Favorable FX Rates

The author is an analyst of KB Securities. He can be reached at seongjin.kang@kbfg.com. -- Ed.

 

Internal/external catalysts behind earnings surprise; operating conditions may worsen in 2H22

— 2Q22 OP came in far above the market consensus, as production normalized quickly despite the chip shortage while external factors, especially FX rates, were favorable. That said, we believe operating conditions could worsen in 2H22. 

2Q22 OP of KRW2.98tn beats consensus by 32.6% on favorable FX rates, fading chip shortage

— HMC posted 2Q22 OP of KRW2.98tn (+58.0% YoY, +54.5% QoQ), beating the consensus/KB estimate by 32.6%/9.9%. OP jumped KRW1.16tn YoY largely on an uptick in contribution margin per unit (+KRW914.9bn from ASP increase; +KRW641.0bn from FX rate).

— We estimate contribution margin per unit (ASP – variable cost per unit) at KRW8.06mn (+KRW1.57mn YoY/+KRW0.35mn QoQ). ASP (automobile sales ÷ wholesale unit sales excl. China) reached KRW30.36mn (+KRW3.92mn YoY/+KRW1.84mn QoQ). Variable cost per unit came in at KRW223.0mn (+KRW2.36mn YoY/+KRW1.49mn QoQ). Costs appear to have increased because of the overall rise in raw material prices and ongoing chip shortage.

— In terms of the KRW1.57mn YoY increase in contribution margin per unit, KRW0.68mn appears to have been from FX rates. In fact, favorable FX rates resulted in OP improvement of KRW641.0bn YoY. USD and CAD appreciation as well as TRY depreciation seem to have benefited HMC. The remaining KRW.088mn increase in contribution margin per unit seems to have come from reduced purchasing incentives (due to lower competition) and increased unit sales weighting for SUVs (+5.1pp YoY) and Genesis vehicles (+0.1pp YoY).

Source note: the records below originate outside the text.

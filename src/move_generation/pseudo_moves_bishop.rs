//! Bishop move generation: diagonal rays until blocked.

use crate::game_state::{chess_types::*, game_state::GameState};
use crate::move_generation::legal_move_shared::{push_sliding_moves, DIAGONAL_DIRECTIONS};

pub fn generate_bishop_moves(game_state: &GameState, from: Square, color: Color, out: &mut Vec<Move>) {
    push_sliding_moves(game_state, from, color, &DIAGONAL_DIRECTIONS, out);
}
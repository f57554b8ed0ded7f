//! Canonical chess-rule constants.
//!
//! Static rule literals: the standard starting position, promotion choices,
//! material values and the fifty-move limit.

use crate::game_state::chess_types::PieceKind;

/// Standard chess starting position in Forsyth-Edwards Notation (FEN).
pub const STARTING_POSITION_FEN: &str = "rnbqkbnr/pppppppp/8/8/8/8/PPPPPPPP/RNBQKBNR w KQkq - 0 1";

/// Promotion choices in the order the generator emits them.
pub const PROMOTION_KINDS: [PieceKind; 4] = [
    PieceKind::Queen,
    PieceKind::Rook,
    PieceKind::Bishop,
    PieceKind::Knight,
];

/// Plies without a pawn move or capture after which the game is drawn.
pub const FIFTY_MOVE_HALFMOVES: u16 = 100;

/// File the king starts on for both colors.
pub const KING_HOME_FILE: u8 = 4;

#[inline]
pub const fn piece_value(piece: PieceKind) -> i32 {
    match piece {
        PieceKind::Pawn => 100,
        PieceKind::Knight => 320,
        PieceKind::Bishop => 330,
        PieceKind::Rook => 500,
        PieceKind::Queen => 900,
        PieceKind::King => 20000,
    }
}
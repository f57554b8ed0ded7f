//! Attack oracle: is a square attacked, and is a king in check.
//!
//! Attacks are found by looking outward from the target square, one piece
//! kind at a time, so the cost does not depend on how many enemy pieces are
//! on the board.

use crate::game_state::{chess_types::*, game_state::GameState};
use crate::move_generation::legal_move_shared::{
    DIAGONAL_DIRECTIONS, KING_OFFSETS, KNIGHT_OFFSETS, ORTHOGONAL_DIRECTIONS,
};

#[inline]
pub fn king_square(game_state: &GameState, color: Color) -> Option<Square> {
    game_state
        .pieces()
        .find(|(_, piece)| *piece == Piece::new(color, PieceKind::King))
        .map(|(sq, _)| sq)
}

/// A side without a king is never in check.
#[inline]
pub fn is_king_in_check(game_state: &GameState, color: Color) -> bool {
    let Some(king_sq) = king_square(game_state, color) else {
        return false;
    };
    is_square_attacked(game_state, king_sq, color)
}

/// True if any piece of the opponent of `defending_color` could capture on
/// `square`, regardless of whose turn it is.
pub fn is_square_attacked(game_state: &GameState, square: Square, defending_color: Color) -> bool {
    let enemy = defending_color.opposite();
    let holds = |sq: Option<Square>, kind: PieceKind| {
        sq.and_then(|s| game_state.piece_at(s)) == Some(Piece::new(enemy, kind))
    };

    // Enemy pawns sit one rank ahead of the square from the defender's side.
    let pawn_rank = defending_color.pawn_direction();
    if holds(square.offset(-1, pawn_rank), PieceKind::Pawn)
        || holds(square.offset(1, pawn_rank), PieceKind::Pawn)
    {
        return true;
    }

    if KNIGHT_OFFSETS
        .iter()
        .any(|&(df, dr)| holds(square.offset(df, dr), PieceKind::Knight))
    {
        return true;
    }

    if ray_hits(game_state, square, enemy, &DIAGONAL_DIRECTIONS, PieceKind::Bishop) {
        return true;
    }

    if ray_hits(game_state, square, enemy, &ORTHOGONAL_DIRECTIONS, PieceKind::Rook) {
        return true;
    }

    KING_OFFSETS
        .iter()
        .any(|&(df, dr)| holds(square.offset(df, dr), PieceKind::King))
}

/// First piece along each ray decides: an enemy `slider` or queen attacks.
fn ray_hits(
    game_state: &GameState,
    square: Square,
    enemy: Color,
    directions: &[(i8, i8)],
    slider: PieceKind,
) -> bool {
    for &(d_file, d_rank) in directions {
        let mut cursor = square.offset(d_file, d_rank);
        while let Some(sq) = cursor {
            if let Some(piece) = game_state.piece_at(sq) {
                if piece.color == enemy && (piece.kind == slider || piece.kind == PieceKind::Queen) {
                    return true;
                }
                break;
            }
            cursor = sq.offset(d_file, d_rank);
        }
    }
    false
}
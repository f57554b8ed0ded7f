//! In-place move executor and its exact inverse.
//!
//! `apply_move` mutates a `GameState` and pushes an [`UndoState`] holding
//! everything needed to reverse the mutation. `undo_move` pops that record
//! and restores the previous position bit for bit.

use crate::chess_errors::{ChessError, ChessResult};
use crate::game_state::{chess_types::*, game_state::GameState};
use crate::utils::algebraic::square_to_algebraic;

/// Apply `mv` without checking legality.
///
/// Fails only when the origin square is empty, in which case nothing is
/// modified.
pub fn apply_move(game_state: &mut GameState, mv: Move) -> ChessResult<()> {
    let moved_piece = game_state
        .piece_at(mv.from)
        .ok_or_else(|| ChessError::NoPieceOnSquare(square_to_algebraic(mv.from)))?;
    let mover = moved_piece.color;
    let captured_piece = if mv.castle.is_some() {
        None
    } else {
        game_state.piece_at(mv.capture_square())
    };

    game_state.undo_stack.push(UndoState {
        mv,
        moved_piece,
        captured_piece,
        prev_castling_rights: game_state.castling_rights,
        prev_en_passant_square: game_state.en_passant_square,
        prev_halfmove_clock: game_state.halfmove_clock,
        prev_fullmove_number: game_state.fullmove_number,
    });

    // Update en-passant square.
    game_state.en_passant_square = None;
    if moved_piece.kind == PieceKind::Pawn && mv.from.rank.abs_diff(mv.to.rank) == 2 {
        game_state.en_passant_square = Some(Square::new(mv.from.file, (mv.from.rank + mv.to.rank) / 2));
    }

    // Board update.
    if let Some(side) = mv.castle {
        let rank = mv.from.rank;
        let rook_from = Square::new(side.rook_from_file(), rank);
        let rook_to = Square::new(side.rook_to_file(), rank);
        let rook = game_state.piece_at(rook_from);
        game_state.set_piece(mv.from, None);
        game_state.set_piece(rook_from, None);
        game_state.set_piece(mv.to, Some(moved_piece));
        game_state.set_piece(rook_to, rook);
    } else {
        let landed = mv
            .promotion
            .map_or(moved_piece, |kind| Piece::new(mover, kind));
        if mv.en_passant {
            game_state.set_piece(mv.capture_square(), None);
        }
        game_state.set_piece(mv.from, None);
        game_state.set_piece(mv.to, Some(landed));
    }

    update_castling_rights(game_state, moved_piece, mv, captured_piece);

    // Update clocks.
    if moved_piece.kind == PieceKind::Pawn || captured_piece.is_some() {
        game_state.halfmove_clock = 0;
    } else {
        game_state.halfmove_clock = game_state.halfmove_clock.saturating_add(1);
    }
    if mover == Color::Dark {
        game_state.fullmove_number = game_state.fullmove_number.saturating_add(1);
    }

    game_state.side_to_move = game_state.side_to_move.opposite();

    Ok(())
}

/// Reverse the most recent `apply_move`. Returns `None` on an empty history.
pub fn undo_move(game_state: &mut GameState) -> Option<UndoState> {
    let undo = game_state.undo_stack.pop()?;
    let mv = undo.mv;

    game_state.castling_rights = undo.prev_castling_rights;
    game_state.en_passant_square = undo.prev_en_passant_square;
    game_state.halfmove_clock = undo.prev_halfmove_clock;
    game_state.fullmove_number = undo.prev_fullmove_number;

    if let Some(side) = mv.castle {
        let rank = mv.from.rank;
        let rook_from = Square::new(side.rook_from_file(), rank);
        let rook_to = Square::new(side.rook_to_file(), rank);
        let rook = game_state.piece_at(rook_to);
        game_state.set_piece(mv.to, None);
        game_state.set_piece(rook_to, None);
        game_state.set_piece(mv.from, Some(undo.moved_piece));
        game_state.set_piece(rook_from, rook);
    } else if mv.en_passant {
        game_state.set_piece(mv.to, None);
        game_state.set_piece(mv.capture_square(), undo.captured_piece);
        game_state.set_piece(mv.from, Some(undo.moved_piece));
    } else {
        game_state.set_piece(mv.to, undo.captured_piece);
        game_state.set_piece(mv.from, Some(undo.moved_piece));
    }

    game_state.side_to_move = game_state.side_to_move.opposite();

    Some(undo)
}

/// King moves drop both of the mover's rights. Rook rights are tied to the
/// exact home corner: a rook leaving, or captured on, any other square keeps
/// every right, even on the home rank or file.
fn update_castling_rights(
    game_state: &mut GameState,
    moved_piece: Piece,
    mv: Move,
    captured_piece: Option<Piece>,
) {
    if moved_piece.kind == PieceKind::King {
        game_state
            .castling_rights
            .remove(CastlingRights::for_color(moved_piece.color));
    }

    if moved_piece.kind == PieceKind::Rook {
        if let Some(right) = CastlingRights::for_rook_home(mv.from) {
            if CastlingRights::for_color(moved_piece.color).contains(right) {
                game_state.castling_rights.remove(right);
            }
        }
    }

    // Capturing a rook on its home corner removes the opponent's right.
    if let Some(captured) = captured_piece.filter(|p| p.kind == PieceKind::Rook) {
        if let Some(right) = CastlingRights::for_rook_home(mv.to) {
            if CastlingRights::for_color(captured.color).contains(right) {
                game_state.castling_rights.remove(right);
            }
        }
    }
}

#[cfg(test)]
mod tests {
    use rand::rngs::StdRng;
    use rand::{Rng, SeedableRng};

    use super::{apply_move, undo_move};
    use crate::game_state::chess_types::*;
    use crate::utils::algebraic::algebraic_to_square;

    fn sq(name: &str) -> Square {
        algebraic_to_square(name).expect("test square should parse")
    }

    #[test]
    fn double_step_sets_target_and_en_passant_removes_victim() {
        let mut game = GameState::from_fen("4k3/8/8/8/4p3/8/3P4/4K3 w - - 0 1").expect("FEN should parse");

        apply_move(&mut game, Move::new(sq("d2"), sq("d4"))).expect("d2d4 applies");
        assert_eq!(game.en_passant_square, Some(sq("d3")));

        let ep = Move::en_passant(sq("e4"), sq("d3"));
        assert!(game.legal_moves().contains(&ep));
        apply_move(&mut game, ep).expect("exd3 applies");

        assert_eq!(game.piece_at(sq("d4")), None);
        assert_eq!(game.piece_at(sq("e4")), None);
        assert_eq!(game.piece_at(sq("d3")), Some(Piece::new(Color::Dark, PieceKind::Pawn)));
        assert_eq!(game.en_passant_square, None);
        assert_eq!(game.halfmove_clock, 0);
        assert_eq!(
            game.undo_stack.last().and_then(|u| u.captured_piece),
            Some(Piece::new(Color::Light, PieceKind::Pawn))
        );

        undo_move(&mut game);
        assert_eq!(game.piece_at(sq("d4")), Some(Piece::new(Color::Light, PieceKind::Pawn)));
        assert_eq!(game.piece_at(sq("e4")), Some(Piece::new(Color::Dark, PieceKind::Pawn)));
        assert_eq!(game.piece_at(sq("d3")), None);
        assert_eq!(game.en_passant_square, Some(sq("d3")));
    }

    #[test]
    fn castling_moves_rook_and_clears_both_rights() {
        let mut game =
            GameState::from_fen("r3k2r/8/8/8/8/8/8/R3K2R w KQkq - 3 10").expect("FEN should parse");
        let before = game.clone();

        apply_move(&mut game, Move::castling(sq("e1"), sq("g1"), CastleSide::Kingside))
            .expect("O-O applies");
        assert_eq!(game.piece_at(sq("g1")), Some(Piece::new(Color::Light, PieceKind::King)));
        assert_eq!(game.piece_at(sq("f1")), Some(Piece::new(Color::Light, PieceKind::Rook)));
        assert_eq!(game.piece_at(sq("h1")), None);
        assert_eq!(game.piece_at(sq("e1")), None);
        assert_eq!(game.castling_rights, CastlingRights::for_color(Color::Dark));
        assert_eq!(game.halfmove_clock, 4);

        undo_move(&mut game);
        assert_eq!(game, before);

        apply_move(&mut game, Move::castling(sq("e1"), sq("c1"), CastleSide::Queenside))
            .expect("O-O-O applies");
        assert_eq!(game.piece_at(sq("c1")), Some(Piece::new(Color::Light, PieceKind::King)));
        assert_eq!(game.piece_at(sq("d1")), Some(Piece::new(Color::Light, PieceKind::Rook)));
        assert_eq!(game.piece_at(sq("a1")), None);
        undo_move(&mut game);
        assert_eq!(game, before);
    }

    #[test]
    fn rook_moves_and_captures_clear_specific_rights() {
        let mut game =
            GameState::from_fen("r3k2r/8/8/8/8/8/8/R3K2R w KQkq - 0 1").expect("FEN should parse");

        // Ra1xa8 drops white's queenside right and black's queenside right.
        apply_move(&mut game, Move::new(sq("a1"), sq("a8"))).expect("Rxa8 applies");
        let mut expected = CastlingRights::ALL;
        expected.remove(CastlingRights::LIGHT_QUEENSIDE);
        expected.remove(CastlingRights::DARK_QUEENSIDE);
        assert_eq!(game.castling_rights, expected);
        assert_eq!(game.halfmove_clock, 0);

        // A quiet rook move from h8 drops only black's kingside right.
        apply_move(&mut game, Move::new(sq("h8"), sq("h5"))).expect("Rh5 applies");
        expected.remove(CastlingRights::DARK_KINGSIDE);
        assert_eq!(game.castling_rights, expected);
        assert_eq!(game.fullmove_number, 2);
    }

    #[test]
    fn rooks_off_their_home_corner_leave_rights_alone() {
        let mut game = GameState::from_fen("r3k2r/8/8/r7/8/R7/8/4K2R w Kkq - 0 1")
            .expect("FEN should parse");
        let mut expected = CastlingRights::ALL;
        expected.remove(CastlingRights::LIGHT_QUEENSIDE);
        assert_eq!(game.castling_rights, expected);

        // Rook leaves a3 and captures a rook on a5, both on the queenside file.
        apply_move(&mut game, Move::new(sq("a3"), sq("a5"))).expect("Rxa5 applies");
        assert_eq!(game.castling_rights, expected);

        apply_move(&mut game, Move::new(sq("e8"), sq("d8"))).expect("Kd8 applies");
        expected.remove(CastlingRights::DARK_KINGSIDE);
        expected.remove(CastlingRights::DARK_QUEENSIDE);
        assert_eq!(game.castling_rights, expected);

        apply_move(&mut game, Move::new(sq("a5"), sq("a6"))).expect("Ra6 applies");
        assert_eq!(game.castling_rights, expected);
    }

    #[test]
    fn promotion_replaces_pawn_and_undo_restores_it() {
        let mut game = GameState::from_fen("1r2k3/P7/8/8/8/8/8/4K3 w - - 5 40").expect("FEN should parse");
        let before = game.clone();

        apply_move(&mut game, Move::with_promotion(sq("a7"), sq("b8"), PieceKind::Knight))
            .expect("axb8=N applies");
        assert_eq!(game.piece_at(sq("b8")), Some(Piece::new(Color::Light, PieceKind::Knight)));
        assert_eq!(game.piece_at(sq("a7")), None);
        assert_eq!(game.halfmove_clock, 0);

        undo_move(&mut game);
        assert_eq!(game, before);
        assert_eq!(game.piece_at(sq("b8")), Some(Piece::new(Color::Dark, PieceKind::Rook)));
    }

    #[test]
    fn empty_origin_is_rejected_without_mutation() {
        let mut game = GameState::new_game();
        let before = game.clone();
        assert!(apply_move(&mut game, Move::new(sq("e4"), sq("e5"))).is_err());
        assert_eq!(game, before);
        assert!(game.undo_stack.is_empty());
    }

    #[test]
    fn make_then_undo_restores_every_field_along_random_games() {
        let mut rng = StdRng::seed_from_u64(0xdec0_ded);

        for _ in 0..10 {
            let mut game = GameState::new_game();
            for _ in 0..80 {
                let moves = game.legal_moves();
                if moves.is_empty() {
                    break;
                }

                for &mv in &moves {
                    let before = game.clone();
                    apply_move(&mut game, mv).expect("legal move applies");
                    assert!(
                        !game.is_in_check(before.side_to_move),
                        "legal move left own king attacked"
                    );
                    undo_move(&mut game);
                    assert_eq!(game, before, "undo mismatch after {mv:?}");
                    assert_eq!(game.undo_stack, before.undo_stack);
                }

                let mv = moves[rng.random_range(0..moves.len())];
                apply_move(&mut game, mv).expect("legal move applies");
            }
        }
    }
}
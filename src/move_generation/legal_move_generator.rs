//! Full legal move generation pipeline.
//!
//! Generates pseudo-legal moves piece by piece, then plays each one on the
//! shared board, keeps it only if the mover's king is safe, and takes it
//! back. Nothing is cloned: the undo stack restores the board every time.

use crate::game_state::game_state::GameState;
use crate::game_state::chess_types::Move;
use crate::move_generation::legal_move_apply::{apply_move, undo_move};
use crate::move_generation::legal_move_checks::is_king_in_check;
use crate::move_generation::move_generator::generate_pseudo_legal_moves;

/// Legal moves for the side to move, in generation order.
pub fn generate_legal_moves(game_state: &mut GameState) -> Vec<Move> {
    let mover = game_state.side_to_move;
    let pseudo = generate_pseudo_legal_moves(game_state);

    let mut legal = Vec::with_capacity(pseudo.len());
    for mv in pseudo {
        // Generated moves always start on an occupied square.
        if apply_move(game_state, mv).is_err() {
            continue;
        }
        let safe = !is_king_in_check(game_state, mover);
        undo_move(game_state);

        if safe {
            legal.push(mv);
        }
    }

    legal
}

— Unit sales normalization also contributed to the robust earnings. Since the chip shortage began in 3Q21, unit sale fluctuations had caused OP erosion. In 2Q22, however, global unit sales (excl. China) inched up 0.3% YoY. We attribute this to flexible production capacity distribution among car segments and active communication with chip suppliers and car dealers.

— Overall, the 2Q22 earnings surprise was the result of internal competitiveness (e.g., normalized production amid chip shortage) and favorable external conditions (e.g., FX rates). 

Setbacks caused by chip shortage mostly addressed; QoQ unit sales decline typical in 3Qs; macro changes should be monitored closely

— Operating conditions may deteriorate in 2H22 vs. 2Q22.

— Unit sales may deteriorate QoQ in 3Q22, though 2Q22 unit sales were flat YoY and setbacks caused by the chip shortage have mostly been addressed. We expect seasonal factors to cause unit sales to vary, as 3Q ex-factory shipments and wholesale unit sales typically decline QoQ because of summer vacation.

— Macro changes should be monitored closely. Any residual cost pressure from 1H22 will likely be factored into 2H22 while the Russia-Ukraine war and COVID-related measures remain threats to supply chains. Also, potential inflation and the slowing economy may hinder consumer spending while rising interest rates may undermine unit sales and add to loss provisions at Finance.